© 2020 par C. Dufour 

Biographie

Le temps passa et je me suis impliqué dans le sport de combat car mon père m'y obligea. Plus je grandissais et plus je sentais la vie difficile en Géorgie.
Je n’avais pas pu poursuivre mes études comme je le souhaitais et je ne voyais plus d’avenir dans mon pays.

À mes 22 ans j'ai pris la décision de partir pour l'Italie en pensant retrouver ma mère qui y était déjà installée. C’est finalement en faisant escale à Paris que j'ai eu une sensation étrange. J'ai eu envie d'y rester et de tenter ma chance en France. 
En 1 an je me suis installé à Tours, j'ai appris le français et j'ai pu commencer un travail dans le bâtiment. 
 

J'ai ensuite déménagé à Paris et six années plus où moins difficiles sont passées... 

C'est en 2015, à force de contempler les galeries d'art et d'échanger avec des galeristes que je me suis remis à la sculpture.

Je me rappelle être sorti du BHV avec 5 kilos d'argile et un petit kit d'outillage pour sculpteur.

J'ai immédiatement eu à l'esprit de sculpter un lion. Je me suis mis à regarder des photos de lion en 360°. Très vite je me suis rendu compte que j'avais un regard très précis sur les détails: les formes, les muscles, l'anatomie... Je savais aussi que je n'arriverai pas à reproduire ce que je voyais car je n'avais aucune maîtrise de la technique.

J'ai sculpté des heures, des journées, voir des semaines sur mes premières sculptures. Avec beaucoup de travail et de réflexion j'ai réussi à obtenir le résultat que je voulais. 

Je m'étonnais moi-même de voir ce que je pouvais faire avec mes mains, je sentais que je n'étais pas tout seul, qu'une force me propulsait. 

Avec le temps, grâce à la pratique j'ai toujours eu l'envie d'aller plus loin, de faire plus beau avec toujours plus de précision.
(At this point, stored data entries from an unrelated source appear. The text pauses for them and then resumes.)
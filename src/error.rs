//! Crate-level error types shared by the signer, verifier, and HTTP client.

// self
use crate::{_prelude::*, auth::IdentifierError, signing::RequestError, verify::VerifyError};

/// Crate-wide result type alias returning [`Error`] by default.
pub type Result<T, E = Error> = std::result::Result<T, E>;

type BoxError = Box<dyn std::error::Error + Send + Sync>;

/// Canonical error exposed by public APIs.
#[derive(Debug, ThisError)]
pub enum Error {
	/// Local configuration problem; nothing was sent.
	#[error(transparent)]
	Config(#[from] ConfigError),
	/// Request fields cannot be signed as given.
	#[error(transparent)]
	Request(#[from] RequestError),
	/// Transport failure (DNS, TCP, TLS, timeout).
	#[error(transparent)]
	Transport(#[from] TransportError),
	/// Inbound request failed verification.
	#[error(transparent)]
	Verification(#[from] VerifyError),

	/// Remote party rejected the signature or credentials.
	#[error("Remote rejected the request credentials with status {status}.")]
	AuthenticationRejected {
		/// HTTP status code (usually 401 or 403).
		status: u16,
		/// Raw response body.
		body: String,
	},
	/// Remote party reports the resource does not exist.
	#[error("Endpoint {method} {path} does not exist (status {status}).")]
	UnknownEndpoint {
		/// HTTP method of the request.
		method: String,
		/// Signed request path.
		path: String,
		/// HTTP status code.
		status: u16,
		/// Raw response body.
		body: String,
	},
	/// Any other non-success status, surfaced untransformed.
	#[error("Remote returned an unexpected status {status}.")]
	UnexpectedStatus {
		/// HTTP status code.
		status: u16,
		/// Raw response body.
		body: String,
	},
	/// Response body could not be decoded into the requested type.
	#[error("Response body is not the expected JSON shape.")]
	ResponseParse {
		/// Structured parsing failure, including the JSON path.
		#[source]
		source: serde_path_to_error::Error<serde_json::Error>,
		/// HTTP status code of the response.
		status: u16,
	},
}
impl Error {
	/// Returns true when a retry with a fresh timestamp + nonce may succeed.
	///
	/// Only connection-level failures qualify. Timeouts are excluded because the remote may have
	/// applied the operation; callers must check remote state before retrying those.
	pub fn is_retryable(&self) -> bool {
		matches!(self, Self::Transport(TransportError::Network { .. }))
	}

	/// Returns true when the remote outcome of the request cannot be known.
	pub fn is_outcome_unknown(&self) -> bool {
		matches!(self, Self::Transport(TransportError::Timeout { .. }))
	}
}
impl From<IdentifierError> for Error {
	fn from(e: IdentifierError) -> Self {
		ConfigError::from(e).into()
	}
}

/// Configuration and validation failures; fatal before any network call.
#[derive(Debug, ThisError)]
pub enum ConfigError {
	/// Secret key is absent or empty.
	#[error("Secret key is missing or empty.")]
	EmptySecret,
	/// A required configuration variable is not set.
	#[error("Required configuration variable `{name}` is not set.")]
	MissingVar {
		/// Variable name.
		name: String,
	},
	/// A configuration variable could not be parsed.
	#[error("Configuration variable `{name}` has an invalid value.")]
	InvalidVar {
		/// Variable name.
		name: String,
	},
	/// Client identifier failed validation.
	#[error("Client identifier is invalid.")]
	InvalidClientId(#[from] IdentifierError),
	/// The client header was requested but no client identifier is configured.
	#[error("Client header is enabled but no client identifier is configured.")]
	MissingClientId,
	/// Base URL cannot be parsed.
	#[error("Base URL is invalid.")]
	InvalidBaseUrl {
		/// Underlying parsing failure.
		#[source]
		source: url::ParseError,
	},
	/// Base URL uses a scheme other than `http` or `https`.
	#[error("Base URL must use http or https: {url}.")]
	UnsupportedScheme {
		/// Offending URL.
		url: String,
	},
	/// Base URL carries a query or fragment.
	#[error("Base URL must not carry a query or fragment: {url}.")]
	BaseUrlHasQuery {
		/// Offending URL.
		url: String,
	},
	/// Timeout must be positive.
	#[error("Request timeout must be positive.")]
	InvalidTimeout,
	/// Replay tolerance must be positive.
	#[error("Replay tolerance must be positive.")]
	InvalidTolerance,
	/// HTTP client could not be constructed.
	#[error("HTTP client could not be constructed.")]
	HttpClientBuild {
		/// Underlying transport builder failure.
		#[source]
		source: BoxError,
	},
	/// Request body could not be serialized.
	#[error("Request body could not be serialized as JSON.")]
	InvalidBody {
		/// Underlying serialization failure.
		#[source]
		source: serde_json::Error,
	},
	/// A header value could not be encoded.
	#[error("Header `{name}` has a value that cannot be sent.")]
	InvalidHeaderValue {
		/// Header name.
		name: &'static str,
	},
}
impl ConfigError {
	/// Wraps a transport's builder failure inside [`ConfigError`].
	pub fn http_client_build(src: impl 'static + Send + Sync + std::error::Error) -> Self {
		Self::HttpClientBuild { source: Box::new(src) }
	}
}

/// Transport-level failures (network, IO).
#[derive(Debug, ThisError)]
pub enum TransportError {
	/// Connection-level failure; the request never reached the remote application.
	#[error("Network error occurred while calling {url}.")]
	Network {
		/// Target URL.
		url: String,
		/// Transport-specific network error.
		#[source]
		source: BoxError,
	},
	/// The request timed out; whether the remote applied it is unknown.
	#[error("Request to {url} timed out; the remote outcome is unknown.")]
	Timeout {
		/// Target URL.
		url: String,
		/// Transport-specific timeout error.
		#[source]
		source: BoxError,
	},
}
impl TransportError {
	/// Wraps a transport-specific network error.
	pub fn network(url: impl Into<String>, src: impl 'static + Send + Sync + StdError) -> Self {
		Self::Network { url: url.into(), source: Box::new(src) }
	}

	/// Wraps a transport-specific timeout error.
	pub fn timeout(url: impl Into<String>, src: impl 'static + Send + Sync + StdError) -> Self {
		Self::Timeout { url: url.into(), source: Box::new(src) }
	}
}
#[cfg(feature = "reqwest")]
impl From<ReqwestError> for TransportError {
	fn from(e: ReqwestError) -> Self {
		let url = e.url().map(ToString::to_string).unwrap_or_default();

		if e.is_timeout() { Self::timeout(url, e) } else { Self::network(url, e) }
	}
}
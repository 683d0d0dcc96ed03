//! Signed HTTP dispatch against the target API.
//!
//! [`ApiClient`] signs every request with a fresh timestamp + nonce, applies the configured
//! timeout, and classifies the outcome. [`ApiClient::execute`] returns the raw
//! [`ApiResponse`] for any HTTP status; [`ApiClient::send`] maps non-success statuses into
//! [`Error`] variants. Neither retries: a timeout means the remote outcome is unknown, and
//! blindly re-sending with a fresh nonce can apply a non-idempotent operation twice.

// crates.io
#[cfg(feature = "reqwest")] use reqwest::{Method, header::CONTENT_TYPE};
use serde::de::DeserializeOwned;
// self
use crate::_prelude::*;
#[cfg(feature = "reqwest")]
use crate::{
	config::ClientConfig,
	error::{ConfigError, TransportError},
	obs::{self, OpKind, OpSpan},
	signing::{RequestError, RequestSigner, SignedRequest, request},
};

/// Raw response returned by the remote API.
#[derive(Clone, Debug, PartialEq, Eq)]
pub struct ApiResponse {
	/// HTTP status code.
	pub status: u16,
	/// Response body as text.
	pub body: String,
}
impl ApiResponse {
	/// Returns true for 2xx statuses.
	pub fn is_success(&self) -> bool {
		(200..300).contains(&self.status)
	}

	/// Deserializes the body, reporting the JSON path of any mismatch.
	pub fn json<T>(&self) -> Result<T>
	where
		T: DeserializeOwned,
	{
		let mut de = serde_json::Deserializer::from_str(&self.body);

		serde_path_to_error::deserialize(&mut de)
			.map_err(|source| Error::ResponseParse { source, status: self.status })
	}

	/// Maps the response into the error taxonomy; success statuses pass through.
	pub fn classify(self, method: &str, path: &str) -> Result<Self> {
		match self.status {
			200..=299 => Ok(self),
			401 | 403 => Err(Error::AuthenticationRejected { status: self.status, body: self.body }),
			404 => Err(Error::UnknownEndpoint {
				method: method.to_owned(),
				path: path.to_owned(),
				status: self.status,
				body: self.body,
			}),
			status => Err(Error::UnexpectedStatus { status, body: self.body }),
		}
	}
}

/// HTTP client that signs every outbound request.
#[cfg(feature = "reqwest")]
#[derive(Clone, Debug)]
pub struct ApiClient {
	http: ReqwestClient,
	signer: RequestSigner,
	base_url: Url,
	timeout: std::time::Duration,
}
#[cfg(feature = "reqwest")]
impl ApiClient {
	/// Builds a client with its own reqwest transport.
	///
	/// Redirects are disabled: a redirected request would arrive with a signature bound to the
	/// original path.
	pub fn new(config: ClientConfig) -> Result<Self> {
		let http = ReqwestClient::builder()
			.redirect(reqwest::redirect::Policy::none())
			.build()
			.map_err(ConfigError::http_client_build)?;

		Self::with_client(config, http)
	}

	/// Builds a client around an existing reqwest [`ReqwestClient`].
	pub fn with_client(config: ClientConfig, http: ReqwestClient) -> Result<Self> {
		let timeout = std::time::Duration::try_from(config.timeout)
			.ok()
			.filter(|timeout| !timeout.is_zero())
			.ok_or(ConfigError::InvalidTimeout)?;
		let signer = RequestSigner::new(config.signer_config())?;

		Ok(Self { http, signer, base_url: config.base_url, timeout })
	}

	/// Returns the signer used for outbound requests.
	pub fn signer(&self) -> &RequestSigner {
		&self.signer
	}

	/// Resolves `path` against the base URL; the resulting URL path is what gets signed.
	pub fn resolve(&self, path: &str) -> Result<Url, RequestError> {
		request::validate_path(path)?;

		let mut url = self.base_url.clone();
		let joined = format!("{}{path}", self.base_url.path().trim_end_matches('/'));

		url.set_path(&joined);

		Ok(url)
	}

	/// Sends a signed `GET` and classifies the response.
	pub async fn get(&self, path: &str) -> Result<ApiResponse> {
		self.send(Method::GET, path, None).await
	}

	/// Serializes `body` as JSON, sends a signed `POST`, and classifies the response.
	pub async fn post_json<T>(&self, path: &str, body: &T) -> Result<ApiResponse>
	where
		T: ?Sized + Serialize,
	{
		let payload =
			serde_json::to_string(body).map_err(|source| ConfigError::InvalidBody { source })?;

		self.send(Method::POST, path, Some(payload)).await
	}

	/// Sends a signed request and classifies the response.
	pub async fn send(
		&self,
		method: Method,
		path: &str,
		body: Option<String>,
	) -> Result<ApiResponse> {
		let method_label = method.as_str().to_owned();
		let signed_path = self.resolve(path)?.path().to_owned();

		self.execute(method, path, body).await?.classify(&method_label, &signed_path)
	}

	/// Sends a signed request and returns the raw response for any HTTP status.
	pub async fn execute(
		&self,
		method: Method,
		path: &str,
		body: Option<String>,
	) -> Result<ApiResponse> {
		let span = OpSpan::start(OpKind::Dispatch, "execute");
		let result = span.instrument(self.dispatch(method, path, body)).await;

		span.finish(&result);

		result
	}

	async fn dispatch(
		&self,
		method: Method,
		path: &str,
		body: Option<String>,
	) -> Result<ApiResponse> {
		let url = self.resolve(path)?;
		let mut request = SignedRequest::new(method.as_str(), url.path())?;

		if let Some(payload) = &body {
			request = request.with_body(payload.as_str());
		}

		let headers = self.signer.auth_headers(&request)?.to_header_map()?;

		obs::op_debug!(method = %method, url = %url, "dispatching signed request");

		let mut builder = self.http.request(method, url).timeout(self.timeout).headers(headers);

		if let Some(payload) = body.filter(|payload| !payload.is_empty()) {
			builder = builder.header(CONTENT_TYPE, "application/json").body(payload);
		}

		let response = builder.send().await.map_err(TransportError::from)?;
		let status = response.status().as_u16();
		let body = response.text().await.map_err(TransportError::from)?;

		obs::op_debug!(status, "received response");

		Ok(ApiResponse { status, body })
	}
}

#[cfg(test)]
mod tests {
	// self
	use super::*;

	fn response(status: u16, body: &str) -> ApiResponse {
		ApiResponse { status, body: body.to_owned() }
	}

	#[test]
	fn classify_maps_statuses_into_the_taxonomy() {
		assert!(response(201, "{}").classify("POST", "/wallets").is_ok());
		assert!(matches!(
			response(401, "bad signature").classify("GET", "/wallets"),
			Err(Error::AuthenticationRejected { status: 401, .. })
		));
		assert!(matches!(
			response(403, "").classify("GET", "/wallets"),
			Err(Error::AuthenticationRejected { status: 403, .. })
		));
		assert!(matches!(
			response(404, "").classify("GET", "/cards"),
			Err(Error::UnknownEndpoint { status: 404, ref path, .. }) if path == "/cards"
		));
		assert!(matches!(
			response(502, "upstream").classify("GET", "/wallets"),
			Err(Error::UnexpectedStatus { status: 502, ref body }) if body == "upstream"
		));
	}

	#[test]
	fn json_reports_the_failing_path() {
		#[allow(dead_code)]
		#[derive(Debug, Deserialize)]
		struct Wallet {
			balance: u64,
		}
		#[allow(dead_code)]
		#[derive(Debug, Deserialize)]
		struct Envelope {
			data: Wallet,
		}

		let err = response(200, "{\"data\":{\"balance\":\"lots\"}}")
			.json::<Envelope>()
			.expect_err("String balance should not deserialize.");

		match err {
			Error::ResponseParse { source, status } => {
				assert_eq!(status, 200);
				assert_eq!(source.path().to_string(), "data.balance");
			},
			other => panic!("Unexpected error: {other:?}"),
		}
	}
}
Je ne pouvais plus me passer de la sculpture. 

J'ai commencé à vendre mes premières sculptures en argile. Quelques mois plus tard je me suis rendu compte que j'avais perdu la trace de mes premières œuvres. C'est alors que je me suis mis à faire des recherches sur les techniques de moulage.
J'ai donc appris le moulage grâce à l'observation, la réflexion,  la persévérance et en ayant beaucoup de rigueur dans mon travail. L'apprentissage des techniques de moulage m'a permis de reproduire et de conserver les pièces originales de mes sculptures. 

Je sculptais dès que je le pouvais après ma journée de travail. Je n’avais malheureusement pas de place dans mon appartement et je m’étais installé sur le palier.

Aperçu de mes premières œuvres

Quelques mois plus tard, j’ai arrêté mon travail alimentaire, et je me suis installé dans un studio mais j’ai rapidement été confronté au même problème: un manque considérable de place. Après un an de pratique difficile, ma compagne et moi, avons décidé de déménager pour que je puisse avoir mon propre espace. J’en rêvais ! Mon propre atelier. Cet espace indispensable pour n’importe quel artiste. Pour pouvoir imaginer, créer, dessiner, expérimenter,  modeler, sculpter, mouler, tout détruire et tout reconstruire. J’avais enfin une chambre faisant office d’atelier où de nombreuses idées ont pu émerger et où de toutes nouvelles sculptures ont pu voir le jour.

Particulièrement sensible à la beauté de notre planète j’ai réalisé une collection sur l’art animalier. J’ai également commencé une collection sur les grands guerriers de l’Histoire. Je souhaite également représenter quelques peuples ethniques menacés aujourd’hui d’extinction par la mondialisation.

 C’est au travers de mon art que je souhaite pouvoir véhiculer de nombreux messages.